One Statistic Proves Fetty Wap Is a True Artist That Hip-hop Will Be Leaning on For Years
"Nothing but greatness is coming from this for me. I tell everybody, ["Trap Queen"] isn't even my best song. This is just the breakout for Fetty Wap. There's going to be a lot more coming." — Fetty Wap, the Boombox
Almost everything about Fetty Wap screamed one-hit wonder when he first emerged on the scene in late 2014. He had an addictive hook, a new piece of slang to introduce to radio listeners and a warbling club yodel that seemed like it would get tired quick. It hasn't.
Fetty Wap's newest song, "Wake Up," is a sleeper hit. Its chorus isn't as immediately as show-stopping as "Trap Queen" or "Again," but it's got some real stickiness to it. But that song's surprising strength, or the headline stir its marijuana-friendly video created, are not going to ensure a seat for Fetty Wap at the table of music's elite. One small note hidden in his biggest songs' liner notes will.

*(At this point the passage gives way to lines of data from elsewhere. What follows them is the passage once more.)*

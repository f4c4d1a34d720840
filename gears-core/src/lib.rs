/// Gears Core Library - Gear geometry and transformation logic
///
/// This library provides the stateless core of the gears demo: procedural
/// gear meshes, the 4x4 matrix pipeline that places, projects and lights
/// them, and the scene that composes a frame for any rendering sink.

pub mod error;
pub mod geometry;
pub mod projection;
pub mod scene;
pub mod timing;
pub mod transform;

// Re-export commonly used types
pub use error::{GearError, GearResult};
pub use geometry::{build_gear, GearMesh, GearSpec, StripWriter, Triangle, Vertex};
pub use projection::{frustum, Camera};
pub use scene::{Gear, GearUniforms, RenderSink, Scene, ViewState};
pub use timing::{FpsCounter, FpsReport, FrameTimer};
pub use transform::{Matrix4x4, RotationState, Transform};
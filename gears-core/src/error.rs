/// Errors raised while building gear geometry
use thiserror::Error;

/// Failure modes of gear mesh construction.
///
/// A gear either exists fully formed or not at all, so every variant is
/// reported before any vertex is written.
#[derive(Debug, Clone, PartialEq, Error)]
pub enum GearError {
    #[error("a gear needs at least one tooth, got {0}")]
    InvalidToothCount(u32),

    #[error("invalid gear dimension {name} = {value}")]
    InvalidDimensions { name: &'static str, value: f32 },
}

pub type GearResult<T> = Result<T, GearError>;
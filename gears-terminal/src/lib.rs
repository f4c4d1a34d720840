/// Terminal host for the gears demo
///
/// Owns the terminal surface, translates crossterm input into window and
/// view changes, and drives one `Scene` frame per loop iteration.
use anyhow::{Context, Result};
use crossterm::{
    cursor,
    event::{
        self, DisableMouseCapture, EnableMouseCapture, Event, KeyCode, KeyEvent, KeyEventKind,
        KeyModifiers, MouseButton, MouseEvent, MouseEventKind,
    },
    execute, queue,
    style::{Color, Print, ResetColor, SetForegroundColor},
    terminal,
};
use gears_core::{FpsCounter, FpsReport, FrameTimer, Scene};
use std::io::{self, stdout, Write};
use std::time::{Duration, Instant};

pub mod config;
pub mod renderer;
pub mod window;

pub use config::{ColorDepth, Config, Options};
pub use renderer::{AsciiRenderer, Frame};
pub use window::{Button, Geometry, PointerState, Window};

/// Frame pacing when syncing to the terminal
const TARGET_FRAME_TIME: Duration = Duration::from_micros(1_000_000 / 60);

fn enter_screen<W: Write>(out: &mut W) -> Result<()> {
    execute!(
        out,
        terminal::EnterAlternateScreen,
        EnableMouseCapture,
        cursor::Hide
    )
    .context("entering alternate screen")
}

/// Undo `enter_screen` and raw mode. Both steps always run; the first
/// failure is the one reported.
fn restore_terminal<W, F>(out: &mut W, disable_raw_mode: F) -> Result<()>
where
    W: Write,
    F: FnOnce() -> io::Result<()>,
{
    let screen = execute!(
        out,
        DisableMouseCapture,
        terminal::LeaveAlternateScreen,
        cursor::Show
    )
    .context("leaving alternate screen");
    let raw = disable_raw_mode().context("disabling raw mode");
    screen.and(raw)
}

/// Main application struct for terminal gear rendering
pub struct TerminalApp {
    config: Config,
    scene: Scene,
    window: Window,
    pointer: PointerState,
    renderer: AsciiRenderer,
    timer: FrameTimer,
    fps: FpsCounter,
    last_report: Option<FpsReport>,
    started: Instant,
    running: bool,
}

impl TerminalApp {
    pub fn new(config: Config) -> Result<Self> {
        let (cols, rows) = terminal::size().context("querying terminal size")?;

        let mut window = Window::new(cols, rows);
        if config.fullscreen {
            window.set_fullscreen(true);
        }
        let scene = Scene::new(window.geometry.width, window.geometry.height)
            .context("building gears")?;
        let renderer = AsciiRenderer::new(
            cols as usize,
            rows as usize,
            config.color_depth,
            config.opaque,
        );

        let mut app = Self {
            config,
            scene,
            window,
            pointer: PointerState::new(),
            renderer,
            timer: FrameTimer::new(),
            fps: FpsCounter::new(),
            last_report: None,
            started: Instant::now(),
            running: true,
        };
        app.update_viewport();
        Ok(app)
    }

    pub fn run(&mut self) -> Result<()> {
        terminal::enable_raw_mode().context("enabling raw mode")?;

        let result = enter_screen(&mut stdout()).and_then(|()| self.main_loop());
        let restored = restore_terminal(&mut stdout(), terminal::disable_raw_mode);

        log::info!("gears exiting");
        result.and(restored)
    }

    /// The most recent frame-rate report, if any interval has completed.
    pub fn last_report(&self) -> Option<FpsReport> {
        self.last_report
    }

    fn main_loop(&mut self) -> Result<()> {
        while self.running {
            let frame_start = Instant::now();

            // Handle input
            while event::poll(Duration::ZERO)? {
                self.handle_event(event::read()?);
            }
            if !self.running {
                break;
            }

            if !self.config.delay.is_zero() {
                std::thread::sleep(self.config.delay);
            }

            // Update
            let now = self.started.elapsed().as_secs_f64();
            let dt = self.timer.tick(now);
            self.scene.update(dt);

            // Render
            self.render()?;

            if let Some(report) = self.fps.frame(now) {
                log::info!("{}", report);
                self.last_report = Some(report);
            }

            // Frame timing
            if self.config.frame_sync {
                let elapsed = frame_start.elapsed();
                if elapsed < TARGET_FRAME_TIME {
                    std::thread::sleep(TARGET_FRAME_TIME - elapsed);
                }
            }
        }

        Ok(())
    }

    fn handle_event(&mut self, event: Event) {
        match event {
            Event::Key(key) => self.handle_key(key),
            Event::Mouse(mouse) => self.handle_mouse(mouse),
            Event::Resize(cols, rows) => {
                self.renderer.resize(cols as usize, rows as usize);
                self.window.terminal_resized(cols, rows);
                self.update_viewport();
            }
            _ => {}
        }
    }

    fn handle_key(&mut self, KeyEvent { code, modifiers, kind, .. }: KeyEvent) {
        if kind == KeyEventKind::Release {
            return;
        }
        match code {
            KeyCode::Esc | KeyCode::Char('q') => self.running = false,
            KeyCode::Char('c') if modifiers.contains(KeyModifiers::CONTROL) => {
                self.running = false;
            }
            KeyCode::F(11) | KeyCode::Char('f') => {
                self.window.toggle_fullscreen();
                self.update_viewport();
            }
            _ => {}
        }
    }

    fn handle_mouse(&mut self, MouseEvent { kind, column, row, .. }: MouseEvent) {
        let (col, row) = (column as i32, row as i32);
        let button = |button: MouseButton| match button {
            MouseButton::Left => Some(Button::Left),
            MouseButton::Right => Some(Button::Right),
            MouseButton::Middle => None,
        };

        match kind {
            MouseEventKind::Down(b) | MouseEventKind::Up(b) => {
                if let Some(b) = button(b) {
                    let pressed = matches!(kind, MouseEventKind::Down(_));
                    self.pointer.button(b, pressed, col, row, &self.window);
                }
            }
            MouseEventKind::Moved | MouseEventKind::Drag(_) => {
                let moving = self.pointer.is_moving();
                if let Some((dx, dy)) = self.pointer.motion(col, row, &mut self.window) {
                    self.scene.view.drag(dx, dy);
                }
                if moving {
                    self.update_viewport();
                }
            }
            _ => {}
        }
    }

    /// Push the window's geometry into the camera and the renderer.
    fn update_viewport(&mut self) {
        let geometry = self.window.geometry;
        self.scene.resize(geometry.width, geometry.height);

        let frame = (!self.window.fullscreen).then(|| Frame {
            rect: self.window.frame(),
            title: window::TITLE.to_string(),
        });
        self.renderer.set_viewport(self.window.content(), frame);
    }

    fn render(&mut self) -> Result<()> {
        // Clear renderer
        self.renderer.clear();

        // Render gears
        self.scene.draw(&mut self.renderer);

        // Output to terminal
        let mut stdout = stdout();
        queue!(stdout, cursor::MoveTo(0, 0))?;

        self.renderer.draw(&mut stdout)?;

        // Draw UI overlay
        let fps = self
            .last_report
            .map(|report| report.to_string())
            .unwrap_or_else(|| format!("{} frames", self.fps.frames()));
        queue!(
            stdout,
            cursor::MoveTo(0, 0),
            SetForegroundColor(Color::Yellow),
            Print(format!(
                "Gears | {} | Controls: right-drag=rotate left-drag=move F11/f=fullscreen Esc/q=quit",
                fps
            )),
            ResetColor
        )?;

        stdout.flush()?;
        Ok(())
    }
}

#[cfg(test)]
mod tests {
    use super::*;

    struct BrokenPipe;

    impl Write for BrokenPipe {
        fn write(&mut self, _: &[u8]) -> io::Result<usize> {
            Err(io::ErrorKind::BrokenPipe.into())
        }

        fn flush(&mut self) -> io::Result<()> {
            Err(io::ErrorKind::BrokenPipe.into())
        }
    }

    #[test]
    fn test_restore_leaves_alternate_screen() {
        let mut out = Vec::new();
        restore_terminal(&mut out, || Ok(())).unwrap();
        let written = String::from_utf8(out).unwrap();
        assert!(written.contains("\x1b[?1049l"));
        assert!(written.contains("\x1b[?25h"));
    }

    #[test]
    fn test_restore_disables_raw_mode_after_screen_failure() {
        let mut raw_disabled = false;
        let result = restore_terminal(&mut BrokenPipe, || {
            raw_disabled = true;
            Ok(())
        });
        assert!(raw_disabled);
        let err = result.unwrap_err();
        assert_eq!(err.to_string(), "leaving alternate screen");
    }

    #[test]
    fn test_restore_reports_raw_mode_failure() {
        let result = restore_terminal(&mut Vec::new(), || {
            Err(io::Error::new(io::ErrorKind::Other, "no tty"))
        });
        assert_eq!(result.unwrap_err().to_string(), "disabling raw mode");
    }

    #[test]
    fn test_enter_screen_reports_write_failure() {
        let err = enter_screen(&mut BrokenPipe).unwrap_err();
        assert_eq!(err.to_string(), "entering alternate screen");
    }
}
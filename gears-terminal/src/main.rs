/// Gears Terminal Demo - Three Rotating Gears
///
/// Renders the classic red, green and blue gears in the terminal.
/// Controls:
///   - Right drag: Rotate the view
///   - Left drag on the window: Move the window
///   - F11 / F: Toggle fullscreen
///   - Q/ESC: Quit
use anyhow::Result;
use clap::Parser;
use gears_terminal::{Config, Options, TerminalApp};

fn main() -> Result<()> {
    env_logger::init();

    let config = Config::from(Options::parse());
    log::debug!("starting with {:?}", config);

    let mut app = TerminalApp::new(config)?;
    app.run()?;

    if let Some(report) = app.last_report() {
        println!("{}", report);
    }
    Ok(())
}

In the liner notes of both "Wake Up" and "Trap Queen," and several of other hits, only one moniker appears: Willie Maxwell, Fetty Wap's real name. In a pop world where most chart-topping hits come out of huge writing camps and beat farms with rosters of writers longer than a football team, this is huge.
To put it in perspective, out of all the hits that made it into the top 10 of 2015's Billboard Hot 100 end of year charts, Fetty Wap's "Trap Queen" was the only song with one writer.
Similar artists pushing Fetty Wap's melodic blend of hip-hop, R&B and pop — the Weeknd, Wiz Khalifa, Jason Derulo — all sport numerous writers on their top 2015 hits. Straight pop stars, even more. Taylor Swift's "Blank Space" only sorts three, but two of them, Max Martin and Shellback, are two of the most expensive and most ubiquitous hitmakers in pop history.
Nineteen names had a hand putting together Kanye West's "All Day."
Maxwell's ability to write his way from Paterson, New Jersey, to the top of the charts has surprised even the most well-known industry critics. When Noisey asked John Seabrook, author of The Song Machine: Inside The Hit Factory, to name some of his favorite pop stars, he jumped to sing Fetty's praises.
"People think it's too far out there but that guy is a pop star. And he's a real artist," he said, describing him as "a real singer-songwriter in the old school terms."
A February 2016 article discussing Fetty Wap's unique solo writing credit in Music Business Worldwide, incidentally compared Maxwell to David Bowie, whose "Starman," "Life On Mars?" and "Rebel Rebel" all sport one writer in their liner notes. At this stage, Fetty Wap is far from the next Bowie, but he's already sporting at least some of the same singular vision.
A Noisey article attempting to digest Fetty Wap's meteoric 2015, stressed the fact that there were no big name producers on Maxwell's tracks either, one of the more common ways newcomers break into the industry. However, the publication noted "the true test" is still to come.
"The true test of Fetty Wap's talent will come when major labels inevitably begin seeking him out to provide hits for other artists," it reads. "There's a wealth of signed rappers who have some degree of fame and even rapping skills but can't write a chorus to save their lives, and when someone like Fetty Wap shows up with hooks to spare, they quickly become a hitmaker for hire. We didn't know how good T-Pain or Future was until they started cranking out choruses for the entire industry."
This may be how we see Fetty Wap popping up throughout the latter half of 2016 — in the liner notes guiding every pop/rap crossover through the perils of their debuts, or out of their sophomore slump. Talent like Fetty Wap's doesn't go out quietly.